Head to Head: .303 British vs. 8×57 Mauser

If you think the .30-30 Winchester and .30-06 Springfield have taken a good amount of game in the U.S., the .303 British and 8×57 Mauser will most definitely rival, if not beat, those numbers.

As the United States saw the wisdom of using their military cartridges as hunting rounds—think .45-70 Government, .30-40 Krag and .30-06 Springfield—so did the United Kingdom and Germany, and the .303 British and 8×57 Mauser saw extensive duty in the colonies of both countries. Both cartridges—in one guise or another—were adopted by their respective countries in 1888, and both remain popular to this day. Both offer similar performance levels, but which is the smarter choice for the modern hunter?

The 8×57 Mauser, or the 7.92×57 Mauser, 7.92x57mm J, 7.92x57mm JS or one of several names bestowed upon the cartridge, went through a series of revisions over the years. It was the first cartridge to use the soon-to-be-incredibly-popular 0.473-inch-diameter case head that remains in use in so many cartridges to this day, and its rimless design showed exactly how smooth a repeating rifle could feed from a box magazine. With a 57mm case, and an initial bullet diameter of .318-inch, the 8×57 would use a 227-grain round nose bullet, and designation of “I”—for Infanterie—which the U.S. Army mistook for an ornate “J.” Once the bore was revised in the early 20th century to 0.323-inch—the diameter which is still in use today—the designation was changed to “IS,” or “JS,” as it’s known here. That JS revision used a lighter, spitzer bullet weighing 153 grains.

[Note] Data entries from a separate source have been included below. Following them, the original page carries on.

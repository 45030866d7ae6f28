use thiserror::Error;

use crate::Config;

/// Quotients within this many relative epsilons of a whole number count as an
/// exact multiple of `h`.
///
/// Decimal inputs such as `x_target = 0.3` and `h = 0.1` divide to
/// `2.9999999999999996` in binary floating point. Anything further from the
/// integer is a real fraction and rounds down.
const STEP_SNAP_ULPS: f64 = 4.0;

/// Inputs for one run: the equation dy/dx = k·y, its initial point, and the
/// stepping range.
///
/// Fields are public so a run can be described with struct update syntax.
/// Nothing is checked until [`validate`](Self::validate) or
/// [`compute_trace`](crate::compute_trace) is called.
///
/// ```
/// use slope_growth::Parameters;
///
/// let finer = Parameters {
///     h: 0.01,
///     ..Parameters::default()
/// };
/// assert!(finer.validate().is_ok());
/// ```
#[derive(Debug, Clone, Copy, PartialEq)]
#[cfg_attr(feature = "serde", derive(serde::Serialize, serde::Deserialize))]
pub struct Parameters {
    /// Rate constant in dy/dx = k·y.
    pub k: f64,

    /// Initial x.
    pub x0: f64,

    /// Initial y, the value at `x0`.
    pub y0: f64,

    /// The x value to stop at. Must be greater than `x0`.
    pub x_target: f64,

    /// Step size. Must be positive.
    pub h: f64,
}

/// Reasons a set of [`Parameters`] is rejected.
#[derive(Debug, Error, Clone, Copy, PartialEq)]
pub enum ParameterError {
    #[error("{name} must be finite, got {value}")]
    NonFinite { name: &'static str, value: f64 },

    #[error("target x ({x_target}) must be greater than initial x ({x0})")]
    TargetNotAfterStart { x0: f64, x_target: f64 },

    #[error("step size must be positive, got {h}")]
    NonPositiveStep { h: f64 },

    #[error("{steps} steps exceeds the limit of {max}")]
    TooManySteps { steps: f64, max: usize },
}

impl Parameters {
    /// Creates parameters for dy/dx = `k`·y starting at (`x0`, `y0`) and
    /// stepping by `h` up to `x_target`.
    #[must_use]
    pub fn new(k: f64, x0: f64, y0: f64, x_target: f64, h: f64) -> Self {
        Self {
            k,
            x0,
            y0,
            x_target,
            h,
        }
    }

    /// Checks that every value is finite, `x_target > x0`, and `h > 0`.
    ///
    /// # Errors
    ///
    /// Returns the first violated condition.
    pub fn validate(&self) -> Result<(), ParameterError> {
        for (name, value) in [
            ("k", self.k),
            ("x0", self.x0),
            ("y0", self.y0),
            ("x_target", self.x_target),
            ("h", self.h),
        ] {
            if !value.is_finite() {
                return Err(ParameterError::NonFinite { name, value });
            }
        }

        if self.x_target <= self.x0 {
            return Err(ParameterError::TargetNotAfterStart {
                x0: self.x0,
                x_target: self.x_target,
            });
        }
        if self.h <= 0.0 {
            return Err(ParameterError::NonPositiveStep { h: self.h });
        }

        Ok(())
    }

    /// Returns the length of the stepping range, `x_target - x0`.
    #[must_use]
    pub fn span(&self) -> f64 {
        self.x_target - self.x0
    }

    /// Returns the number of whole steps of size `h` that fit in the range.
    ///
    /// This is `floor((x_target - x0) / h)`: no partial step is taken, so the
    /// last x may fall short of `x_target`. A quotient within a few ulps of
    /// an integer is treated as that integer.
    ///
    /// # Errors
    ///
    /// Returns an error if the parameters are invalid or the step count
    /// exceeds [`Config::max_steps`].
    pub fn step_count(&self, config: &Config) -> Result<usize, ParameterError> {
        self.validate()?;

        let ratio = self.span() / self.h;
        let nearest = ratio.round();
        let tolerance = STEP_SNAP_ULPS * f64::EPSILON * nearest.max(1.0);
        let whole = if (ratio - nearest).abs() <= tolerance {
            nearest
        } else {
            ratio.floor()
        };

        #[allow(clippy::cast_precision_loss)]
        let max = config.max_steps() as f64;
        if !whole.is_finite() || whole > max {
            return Err(ParameterError::TooManySteps {
                steps: whole,
                max: config.max_steps(),
            });
        }

        #[allow(clippy::cast_possible_truncation, clippy::cast_sign_loss)]
        let steps = whole as usize;
        Ok(steps)
    }
}

impl Default for Parameters {
    /// Growth at 10% per unit x from (0, 1) to x = 2 in steps of 0.1.
    fn default() -> Self {
        Self::new(0.1, 0.0, 1.0, 2.0, 0.1)
    }
}
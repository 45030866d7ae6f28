mod ode;

pub use ode::OdeProblem;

Prior to Germany’s loss in World War I in which she lost her colonies in Africa including German East Africa (now Tanzania) and German South West Africa (now Namibia), many colonists and settlers relied on the 8×57 as their hunting rifle. It was used against all species—with varying levels of success—including elephant, and the rifles were handed down from father to son. My good pal, Namibian PH Jamy Traut, pulled out an iron-sighted 8×57 Mauser on the first day of our hunt together this year, if that’s any indication as to how well the 8×57 has hung on in a country which hasn’t been German in a century.

Bullet weights for modern 8×57 hunting ammunition run between 170 and 200 grains, though the handloader has bullets weighing between 125 and 220 grains at his or her disposal. Velocities for the 8×57 Mauser—in European loads—tend to run about the same as the .308 Winchester, or just slightly behind the .30-06 Springfield, making the 8×57 a solid choice for an all-around hunting rifle. Many American factory loads are loaded “light” in deference to the early rifles, of suspect metallurgy.

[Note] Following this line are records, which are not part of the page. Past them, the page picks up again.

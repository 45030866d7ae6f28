use std::fmt;

use crate::{ErrorReport, Trace};

/// Headline figures for one run.
#[derive(Debug, Clone, Copy, PartialEq)]
#[cfg_attr(feature = "serde", derive(serde::Serialize, serde::Deserialize))]
pub struct Summary {
    pub final_x: f64,
    pub final_y: f64,
    pub steps: usize,
    pub max_absolute_error: f64,

    /// `None` when the relative error is undefined at every point.
    pub max_relative_error_percent: Option<f64>,
}

impl Summary {
    #[must_use]
    pub fn new(trace: &Trace, report: &ErrorReport) -> Self {
        Self {
            final_x: trace.final_x(),
            final_y: trace.final_y(),
            steps: trace.steps(),
            max_absolute_error: report.max_absolute(),
            max_relative_error_percent: report.max_relative_percent(),
        }
    }
}

impl fmt::Display for Summary {
    fn fmt(&self, f: &mut fmt::Formatter<'_>) -> fmt::Result {
        writeln!(f, "Final x value: {:.4}", self.final_x)?;
        writeln!(f, "Final y value: {:.4}", self.final_y)?;
        writeln!(f, "Number of steps: {}", self.steps)?;
        writeln!(f, "Maximum absolute error: {:.6}", self.max_absolute_error)?;
        match self.max_relative_error_percent {
            Some(percent) => writeln!(f, "Maximum relative error: {percent:.4}%"),
            None => writeln!(f, "Maximum relative error: undefined"),
        }
    }
}

#[cfg(test)]
mod tests {
    use super::*;

    use crate::{Parameters, compute_trace};

    fn summarize(parameters: Parameters) -> Summary {
        let trace = compute_trace(&parameters).unwrap();
        Summary::new(&trace, &ErrorReport::new(&trace))
    }

    #[test]
    fn renders_default_run() {
        let text = summarize(Parameters::default()).to_string();

        assert_eq!(
            text,
            "Final x value: 2.0000\n\
             Final y value: 1.2202\n\
             Number of steps: 20\n\
             Maximum absolute error: 0.001213\n\
             Maximum relative error: 0.0993%\n"
        );
    }

    #[test]
    fn renders_undefined_relative_error() {
        let summary = summarize(Parameters::new(0.3, 0.0, 0.0, 1.0, 0.5));

        assert_eq!(summary.steps, 2);
        assert_eq!(summary.max_relative_error_percent, None);
        assert!(summary.to_string().ends_with("Maximum relative error: undefined\n"));
    }
}
/// A trait for types that can be stepped using their derivative.
///
/// Implementing this trait lets the Euler solver advance the type by
/// `derivative * delta`, where the derivative is taken with respect to
/// `Delta`. `Delta` is usually a plain `f64` step in the independent variable.
pub trait StepIntegrable<Delta> {
    /// The derivative of the type with respect to `Delta`.
    type Derivative;

    /// Returns the value after stepping with a derivative and step size.
    #[must_use]
    fn step(&self, derivative: Self::Derivative, delta: Delta) -> Self;
}

/// Shorthand for [`StepIntegrable::Derivative`].
pub type DerivativeOf<T, Delta> = <T as StepIntegrable<Delta>>::Derivative;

Her Majesty’s .303 British is a shining example of Victorian-era engineering. The tapered, rimmed cartridge uses a bullet of .312-inch, named for the land diameter as the British do about half the time. It began life using a compressed black powder charge under a 215-grain round nosed bullet at 1850 fps. In the hands of soldiers and hunters, that load made an impression around the globe, from India to China to Australia to Africa. It was this load which Lt. Col. John H. Patterson killed the Maneaters of Tsavo in 1899. In different renditions, the .303 British would remain the chosen military cartridge until the 1950s, when it was replaced by the 7.62x51mm NATO. It had a large following among sportsmen in the British colonies, and remains a popular choice in Canada and South Africa. The cartridge was popular enough to be chambered in the Winchester Model 1895 lever-action rifle, and there were many surplus Lee-Enfield rifles after World War II, which hunters on a budget took advantage of.

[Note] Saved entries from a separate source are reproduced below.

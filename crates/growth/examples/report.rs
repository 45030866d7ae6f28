//! Prints the Euler trace, error table, and summary for dy/dx = k·y.
//!
//! # Usage
//!
//! ```text
//! cargo run -p slope-growth --example report --features serde
//! cargo run -p slope-growth --example report --features serde -- 0.1 0 1 2 0.05
//! cargo run -p slope-growth --example report --features serde -- -0.5 0 10 1 0.25 --json
//! ```
//!
//! Positional arguments are `k x0 y0 x_target h`. Missing trailing values fall
//! back to the defaults (k = 0.1, x0 = 0, y0 = 1, x_target = 2, h = 0.1).
//! `--json` prints the trace as JSON instead of tables.

use std::error::Error;

use slope_growth::{ErrorReport, Parameters, Summary, compute_trace};

fn main() -> Result<(), Box<dyn Error>> {
    let mut json = false;
    let mut values = Vec::new();
    for arg in std::env::args().skip(1) {
        if arg == "--json" {
            json = true;
        } else {
            values.push(arg.parse::<f64>().map_err(|e| format!("invalid number {arg:?}: {e}"))?);
        }
    }

    let parameters = parameters_from(&values)?;
    let trace = match compute_trace(&parameters) {
        Ok(trace) => trace,
        Err(error) => {
            eprintln!("{error}");
            std::process::exit(1);
        }
    };

    if json {
        println!("{}", serde_json::to_string_pretty(&trace)?);
        return Ok(());
    }

    let report = ErrorReport::new(&trace);
    let summary = Summary::new(&trace, &report);

    println!(
        "dy/dx = {}y, initial ({}, {}), step size {}\n",
        parameters.k, parameters.x0, parameters.y0, parameters.h
    );
    println!("{summary}");
    println!("Step-by-step calculations\n{trace}");
    println!("Error analysis\n{report}");

    if !trace.is_finite() {
        eprintln!("warning: the approximation overflowed; try a smaller k or h");
    }

    Ok(())
}

/// Fills `Parameters` from up to five positional values.
fn parameters_from(values: &[f64]) -> Result<Parameters, String> {
    let mut parameters = Parameters::default();
    let fields = [
        &mut parameters.k,
        &mut parameters.x0,
        &mut parameters.y0,
        &mut parameters.x_target,
        &mut parameters.h,
    ];
    if values.len() > fields.len() {
        return Err("usage: report [k [x0 [y0 [x_target [h]]]]] [--json]".into());
    }
    for (field, value) in fields.into_iter().zip(values) {
        *field = *value;
    }
    Ok(parameters)
}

The .303 British makes a good choice as an all-around cartridge, with enough rifles still in commission and enough good ammunition to feed them. Modern ammunition is centered around the 150- and 180-grain bullets, and the velocities tend to run just a bit slower than the .308 Winchester, with the 150-grain load moving along at an average of 2675 fps, and the 180-grain at just under 2500 fps.

Which serves the hunter better? If you were to scour the gun shops for a cool vintage rifle, which would be the smarter choice? In this instance, I have to give the advantage to the 8×57 Mauser, for a few reasons. First, it feeds much, much better in a traditional bolt-action rifle. The rimless design doesn’t hang up in a box magazine, and the 19-degree shoulder gives excellent headspacing. The Gewehr 98 and K98 rifle are easily sporterized, and I’ve found them much more accurate than any .303 I’ve spent time with.

While I’ve seen some cool double rifles in .303 British—and equally cool double rifles in 8×57 JRS, a rimmed version of the 8×57 Mauser—the practical hunter armed with a Mauser 98 in 8×57 is, in my opinion, better armed for the hunting fields. There are far more .323-inch component bullets to choose from for the handloader, and as a bore diameter, the 8mm or .323-inch has a definite advantage over the .311″-.312″ of the .303 British. For those who possess an accurate 8×57 Mauser rifle, and are familiar with its trajectory, there are few worries afield.